そうか、私の中でしか定着していないんだった。裁縫部ではおはようと代々木を合わせておはよよとか言うのが流行りだしている。

 おっと、こうしている場合ではなかった。無駄にホタル先輩の時間をもらってしまった。裁縫部のみんなもきっと待ってい・・・いや作業やってるな。絶対。


 購買部はと言うと、通常営業はとうに終わっていたが、三年生数人が残って話し合いをしていたらしい。

 それが終わりどうも今帰るところだったようだ。


「わざわざこんな時間に来たってことは、何か用事があったのかな?」

「変な時間にすみません…」


 ホタル先輩に事の経緯と買い出しを頼めるか説明すると、


「もちろんそれは大丈夫だよ。その場合時間換算で料金が発生するけど大丈夫かな?」

「伝えておきますが、お金の了解も得ていますし、

それよりも時間が惜しいとのことなので大丈夫だと思います」

「わかったよー、それじゃあこちらも誰か裁縫部の人が来た時に対応できるように周知しておくね」


 よかった、問題はなさそうだ。

ただ日によってシフトがあるので

数日前に言ってもらえれば問題ないが、急ぎの場合だと追加料金が発生することがあると付け加えられた。



 それを裁縫部に再び戻って伝えると、

また胴上げされそうになったが、やはり失敗した。


「これからまた徹夜で仕事なんですから、こんなところで力使わないでください!」


 先輩たちに対して一喝しておいた。

でもある意味良い経験をありがとうございます。

雑用しかできなくて申し訳ない。

また差し入れにでもしにこよう。


「あ、三日間手伝いをしてくれた何かお礼でも」

「いや、そんなことに頭を回さずに、仕事に集中してくださいよ。

しいて言うなら…制服を買う時に少し優遇してもらうっていうのはどうでしょうか?」


 その発言を聞いた先輩方は泡を吹いて倒れたり、

やはり泣き出したりする人もいる。

なのであわてて訂正する。


「あわわ、今じゃないですよ!!暇、暇になったらですよ!」


 全員がほっとした表情を見せた。

 良かった!危ない危ない。

 でも、感情の振れ幅が大きすぎるせいか、無料でやってくれるとか何とか言いだしたのは止めておいた。

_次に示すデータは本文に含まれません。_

//! Connection management: one connection per operation, always released.

use std::ops::{Deref, DerefMut};
use std::path::Path;

use arrow::record_batch::RecordBatch;

use crate::api::{Connection, Connector, ResultReader, Statement};
use crate::config::{self, ConnectionConfig};
use crate::credentials::CredentialResolver;
use crate::errors::ConnectorError;
use crate::statement::Sql;

/// Connection parameters and a way to open connections with them.
///
/// Every operation opens its own connection and closes it before returning.
/// The only state kept between operations is the configuration, including
/// the password once it has been resolved.
pub struct Session<C: Connector> {
    connector: C,
    config: ConnectionConfig,
    credentials: CredentialResolver,
}

impl<C: Connector> Session<C> {
    /// A session that resolves a missing password from the environment or the terminal.
    pub fn new(connector: C, config: ConnectionConfig) -> Self {
        Session {
            connector,
            config,
            credentials: CredentialResolver::default(),
        }
    }

    /// A session configured from the file at `path`.
    ///
    /// When the file does not exist, placeholder values are written there and
    /// [ConnectorError::MissingConfigFile] is returned.
    pub fn from_config_file(connector: C, path: &Path) -> Result<Self, ConnectorError> {
        let config = config::read_config(path, ConnectionConfig::placeholder())?;
        Ok(Session::new(connector, config))
    }

    /// Replace the sources the password is resolved from.
    pub fn with_credentials(mut self, credentials: CredentialResolver) -> Self {
        self.credentials = credentials;
        self
    }

    pub fn config(&self) -> &ConnectionConfig {
        &self.config
    }

    pub fn connector(&self) -> &C {
        &self.connector
    }

    /// Drop the password resolved earlier, so it is resolved again on next connect.
    pub fn forget_password(&mut self) {
        self.config.password = None;
    }

    /// Open a connection.
    ///
    /// The username is checked before the password is resolved, so a
    /// misconfigured session does not prompt for anything.
    pub fn connect(&mut self) -> Result<ConnectionGuard<C::Conn>, ConnectorError> {
        if self.config.username.is_empty() {
            return Err(ConnectorError::InvalidConfiguration(
                "username is empty".to_string(),
            ));
        }
        self.credentials.resolve(&mut self.config)?;
        self.config.validate()?;

        let conn = self.connector.connect(&self.config)?;
        Ok(ConnectionGuard::new(conn))
    }

    /// Open a connection, pass it to `f` and close it afterwards, whatever `f` returns.
    pub fn with_connection<T, E, F>(&mut self, f: F) -> Result<T, E>
    where
        F: FnOnce(&mut C::Conn) -> Result<T, E>,
        E: From<ConnectorError>,
    {
        let mut conn = self.connect()?;
        let res = f(&mut conn);
        conn.close();
        res
    }

    /// Execute a statement that returns no rows. Returns the number of affected rows.
    pub fn run_statement(&mut self, sql: impl Into<Sql>) -> Result<u64, ConnectorError> {
        let sql = sql.into();
        self.with_connection(|conn| conn.execute(&sql.text, &sql.params))
    }

    /// Execute a query and collect at most `row_limit` rows of its result.
    ///
    /// Rows past the limit are still sent by the server and discarded while
    /// reading. Put a `LIMIT` into the query to avoid transferring them.
    pub fn fetch_query(
        &mut self,
        sql: impl Into<Sql>,
        row_limit: Option<usize>,
    ) -> Result<RecordBatch, ConnectorError> {
        let sql = sql.into();
        self.with_connection(|conn| fetch(conn, &sql, row_limit))
    }
}

/// Run a query over an open connection and concatenate its result into one batch.
pub fn fetch<C: Connection>(
    conn: &mut C,
    sql: &Sql,
    row_limit: Option<usize>,
) -> Result<RecordBatch, ConnectorError> {
    let mut stmt = conn.query(&sql.text)?;
    let mut reader = stmt.start(&sql.params, row_limit)?;

    let schema = reader.get_schema()?;
    let batches = reader.collect::<Result<Vec<_>, _>>()?;

    Ok(arrow::compute::concat_batches(&schema, &batches)?)
}

/// An open connection that is closed when this guard goes out of scope.
///
/// Failures to close are logged and otherwise ignored.
pub struct ConnectionGuard<C: Connection> {
    conn: Option<C>,
}

impl<C: Connection> ConnectionGuard<C> {
    fn new(conn: C) -> Self {
        ConnectionGuard { conn: Some(conn) }
    }

    /// Close the connection now.
    pub fn close(mut self) {
        self.release();
    }

    fn release(&mut self) {
        if let Some(conn) = self.conn.take() {
            if let Err(e) = conn.close() {
                log::warn!("error while closing connection: {e}");
            }
        }
    }
}

impl<C: Connection> Deref for ConnectionGuard<C> {
    type Target = C;

    fn deref(&self) -> &C {
        // only empty after release, which consumes or drops the guard
        self.conn.as_ref().unwrap()
    }
}

impl<C: Connection> DerefMut for ConnectionGuard<C> {
    fn deref_mut(&mut self) -> &mut C {
        self.conn.as_mut().unwrap()
    }
}

impl<C: Connection> Drop for ConnectionGuard<C> {
    fn drop(&mut self) {
        self.release();
    }
}
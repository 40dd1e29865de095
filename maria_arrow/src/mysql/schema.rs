use std::sync::Arc;

use arrow::datatypes::{DataType, Schema, SchemaRef};
use mysql::prelude::Queryable;

use crate::api::{SchemaEdit, SchemaGet};
use crate::statement;
use crate::util::escape::escaped_ident_bt;
use crate::{ConnectorError, TableCreateError, TableDropError};

/// Server error codes
const ER_TABLE_EXISTS_ERROR: u16 = 1050;
const ER_BAD_TABLE_ERROR: u16 = 1051;

impl<Q: Queryable> SchemaGet for super::MySQLConnection<Q> {
    fn table_list(&mut self) -> Result<Vec<String>, ConnectorError> {
        let sql = statement::show_tables();
        log::debug!("query: {}", sql.text);

        let table_names = self.queryable.query_map(sql.text, |name: String| name)?;
        Ok(table_names)
    }

    fn table_get(&mut self, name: &str) -> Result<SchemaRef, ConnectorError> {
        let ddl = format!("DESCRIBE {}", escaped_ident_bt(name));
        log::debug!("query: {ddl}");

        // Field, Type, Null, Key, Default, Extra
        let columns: Vec<(String, String, String)> = self
            .queryable
            .query_map(ddl, |mut row: mysql::Row| {
                (
                    row.take::<String, _>(0).unwrap_or_default(),
                    row.take::<String, _>(1).unwrap_or_default(),
                    row.take::<String, _>(2).unwrap_or_default(),
                )
            })?;

        let fields = columns
            .into_iter()
            .map(|(field, ty, null)| super::types::create_field(name, field, &ty, null == "YES"))
            .collect::<Result<Vec<_>, _>>()?;

        Ok(Arc::new(Schema::new(fields)))
    }
}

impl<Q: Queryable> SchemaEdit for super::MySQLConnection<Q> {
    fn table_create(&mut self, name: &str, schema: SchemaRef) -> Result<(), TableCreateError> {
        let column_defs = schema
            .fields()
            .iter()
            .map(|field| {
                let ty = super::types::type_arrow_into_db(field.data_type()).ok_or_else(|| {
                    ConnectorError::IncompatibleSchema {
                        table_name: name.to_string(),
                        message: format!(
                            "cannot store arrow type {} of column {} in MariaDB",
                            field.data_type(),
                            field.name()
                        ),
                        hint: Some("cast the column before writing it".to_string()),
                    }
                })?;

                let is_nullable =
                    field.is_nullable() || matches!(field.data_type(), DataType::Null);
                let not_null = if is_nullable { "" } else { " NOT NULL" };

                let name = escaped_ident_bt(field.name());
                Ok(format!("{name} {ty}{not_null}"))
            })
            .collect::<Result<Vec<_>, ConnectorError>>()?
            .join(",");

        let ddl = format!("CREATE TABLE {} ({column_defs})", escaped_ident_bt(name));
        log::debug!("execute: {ddl}");

        let res = self.queryable.query_drop(&ddl);
        match res {
            Ok(_) => Ok(()),
            Err(mysql::Error::MySqlError(e)) if e.code == ER_TABLE_EXISTS_ERROR => {
                Err(TableCreateError::TableExists)
            }
            Err(e) => Err(TableCreateError::Connector(e.into())),
        }
    }

    fn table_drop(&mut self, name: &str) -> Result<(), TableDropError> {
        let sql = statement::drop_table(name, false);
        log::debug!("execute: {}", sql.text);

        let res = self.queryable.query_drop(&sql.text);
        match res {
            Ok(_) => Ok(()),
            Err(mysql::Error::MySqlError(e)) if e.code == ER_BAD_TABLE_ERROR => {
                Err(TableDropError::TableNonexistent)
            }
            Err(e) => Err(TableDropError::Connector(e.into())),
        }
    }
}
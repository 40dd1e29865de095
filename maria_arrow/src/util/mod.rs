//! Utilities for converting row-major tabular data into Apache Arrow and back.
//! Used by database client implementations.

mod array_cell;
mod arrow_reader;
pub mod batch;
pub mod escape;
mod row_collect;
mod row_writer;
pub mod transport;

pub use array_cell::ArrayCellRef;
pub use arrow_reader::ArrowReader;
pub use row_collect::{collect_rows_to_arrow, CellReader, RowsReader};
pub use row_writer::ArrowRowWriter;
//! Quoting of identifiers and sanitization of inlined SQL fragments.
//!
//! This is a narrow defense against accidental syntax breakage (a reserved word
//! used as a column name, a stray semicolon in a table name). It is not an
//! injection-proof boundary: identifiers are only stripped of the quote and
//! statement-terminator characters, without an allow-list. Values that can be
//! bound as statement parameters should be bound instead.

use std::fmt;

/// Identifier wrapped in backticks, with backticks and semicolons removed.
pub struct EscapedIdentBt<'a>(&'a str);

pub fn escaped_ident_bt(ident: &str) -> EscapedIdentBt<'_> {
    EscapedIdentBt(ident)
}

impl fmt::Display for EscapedIdentBt<'_> {
    fn fmt(&self, f: &mut fmt::Formatter<'_>) -> fmt::Result {
        f.write_str("`")?;
        for c in self.0.chars().filter(|c| *c != '`' && *c != ';') {
            fmt::Write::write_char(f, c)?;
        }
        f.write_str("`")
    }
}

/// Remove statement terminators from a fragment that is inlined verbatim,
/// such as a column type.
pub fn strip_terminator(fragment: &str) -> String {
    fragment.replace(';', "")
}
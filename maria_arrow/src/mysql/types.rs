use std::sync::Arc;

use arrow::datatypes::*;
use mysql::consts::{ColumnFlags, ColumnType};
use mysql::Column;

use crate::ConnectorError;

/// Character set number of binary strings.
const BINARY_CHARSET: u16 = 63;

pub fn get_result_schema(columns: &[Column]) -> Result<SchemaRef, ConnectorError> {
    let mut fields = Vec::with_capacity(columns.len());
    for column in columns {
        let is_unsigned = !(column.flags() & ColumnFlags::UNSIGNED_FLAG).is_empty();
        let is_not_null = !(column.flags() & ColumnFlags::NOT_NULL_FLAG).is_empty();
        let is_binary = column.character_set() == BINARY_CHARSET;

        let data_type = type_of_column(column.column_type(), is_unsigned, is_binary);
        fields.push(Field::new(column.name_str(), data_type, !is_not_null));
    }

    Ok(Arc::new(Schema::new(fields)))
}

fn type_of_column(col_ty: ColumnType, unsigned: bool, binary: bool) -> DataType {
    use ColumnType::*;

    match (col_ty, unsigned) {
        (MYSQL_TYPE_NULL, _) => DataType::Null,

        (MYSQL_TYPE_TINY, false) => DataType::Int8,
        (MYSQL_TYPE_TINY, true) => DataType::UInt8,
        (MYSQL_TYPE_SHORT, false) => DataType::Int16,
        (MYSQL_TYPE_SHORT, true) => DataType::UInt16,
        (MYSQL_TYPE_INT24 | MYSQL_TYPE_LONG, false) => DataType::Int32,
        (MYSQL_TYPE_INT24 | MYSQL_TYPE_LONG, true) => DataType::UInt32,
        (MYSQL_TYPE_LONGLONG, false) => DataType::Int64,
        (MYSQL_TYPE_LONGLONG, true) => DataType::UInt64,
        (MYSQL_TYPE_YEAR, _) => DataType::UInt16,

        (MYSQL_TYPE_FLOAT, _) => DataType::Float32,
        (MYSQL_TYPE_DOUBLE, _) => DataType::Float64,

        (
            MYSQL_TYPE_BIT | MYSQL_TYPE_GEOMETRY | MYSQL_TYPE_TINY_BLOB | MYSQL_TYPE_MEDIUM_BLOB
            | MYSQL_TYPE_LONG_BLOB | MYSQL_TYPE_BLOB | MYSQL_TYPE_VARCHAR | MYSQL_TYPE_VAR_STRING
            | MYSQL_TYPE_STRING,
            _,
        ) if binary => DataType::Binary,

        // decimals and temporal values are passed on in their textual form
        _ => DataType::Utf8,
    }
}

/// Arrow type of a column declared as `ty`, as reported by `DESCRIBE`.
pub fn type_db_into_arrow(ty: &str) -> Option<DataType> {
    let lowered = ty.to_lowercase();
    let ty = lowered.trim();
    let ty = ty.strip_suffix(" zerofill").unwrap_or(ty);
    let (ty, unsigned) = match ty.strip_suffix(" unsigned") {
        Some(ty) => (ty, true),
        None => (ty, false),
    };

    // strip size suffix and anything following it
    let ty = if let Some(open_parent) = ty.find('(') {
        &ty[0..open_parent]
    } else {
        ty
    };

    Some(match (ty.trim(), unsigned) {
        ("null", _) => DataType::Null,

        ("tinyint" | "bool" | "boolean", false) => DataType::Int8,
        ("smallint", false) => DataType::Int16,
        ("mediumint" | "integer" | "int", false) => DataType::Int32,
        ("bigint", false) => DataType::Int64,

        ("tinyint", true) => DataType::UInt8,
        ("smallint", true) => DataType::UInt16,
        ("mediumint" | "integer" | "int", true) => DataType::UInt32,
        ("bigint", true) => DataType::UInt64,
        ("year", _) => DataType::UInt16,

        ("real" | "float" | "float4", _) => DataType::Float32,
        ("double" | "float8", _) => DataType::Float64,

        (
            "bit" | "tinyblob" | "mediumblob" | "longblob" | "blob" | "binary" | "varbinary",
            _,
        ) => DataType::Binary,

        (
            "tinytext" | "mediumtext" | "longtext" | "text" | "varchar" | "char" | "json" | "enum"
            | "set" | "uuid" | "inet4" | "inet6",
            _,
        ) => DataType::Utf8,

        ("decimal" | "numeric" | "dec" | "fixed", _) => DataType::Utf8,

        ("date" | "datetime" | "timestamp" | "time", _) => DataType::Utf8,

        _ => return None,
    })
}

/// Column type used when creating a table for a field of type `ty`.
pub fn type_arrow_into_db(ty: &DataType) -> Option<String> {
    Some(
        match ty {
            DataType::Null => "tinyint",
            DataType::Boolean => "tinyint",
            DataType::Int8 => "tinyint",
            DataType::Int16 => "smallint",
            DataType::Int32 => "integer",
            DataType::Int64 => "bigint",
            DataType::UInt8 => "tinyint unsigned",
            DataType::UInt16 => "smallint unsigned",
            DataType::UInt32 => "integer unsigned",
            DataType::UInt64 => "bigint unsigned",
            DataType::Float32 => "float",
            DataType::Float64 => "double",

            DataType::Binary | DataType::LargeBinary => "longblob",

            DataType::Utf8 | DataType::LargeUtf8 => "longtext",

            _ => return None,
        }
        .to_string(),
    )
}

pub(super) fn create_field(
    table_name: &str,
    name: String,
    db_ty: &str,
    nullable: bool,
) -> Result<Field, ConnectorError> {
    let data_type =
        type_db_into_arrow(db_ty).ok_or_else(|| ConnectorError::IncompatibleSchema {
            table_name: table_name.to_string(),
            message: format!("column {name} has type {db_ty}, which has no Arrow counterpart"),
            hint: None,
        })?;

    Ok(Field::new(name, data_type, nullable))
}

 1000円、2000円とオークションの様に値上がってくるのを自分が安すぎる!と止める。ふつう逆でしょう!

 結局は材料費だけの負担で片がついた。と言うか勢いで制服を買うことにしてしまった。以前は試着だけしてみようかなぁなんて思っていたが。


 でも、こんな命を削って作っているのを見ると、欲しくなっちゃうよね。

良いものだというのは実際見て分かっているから。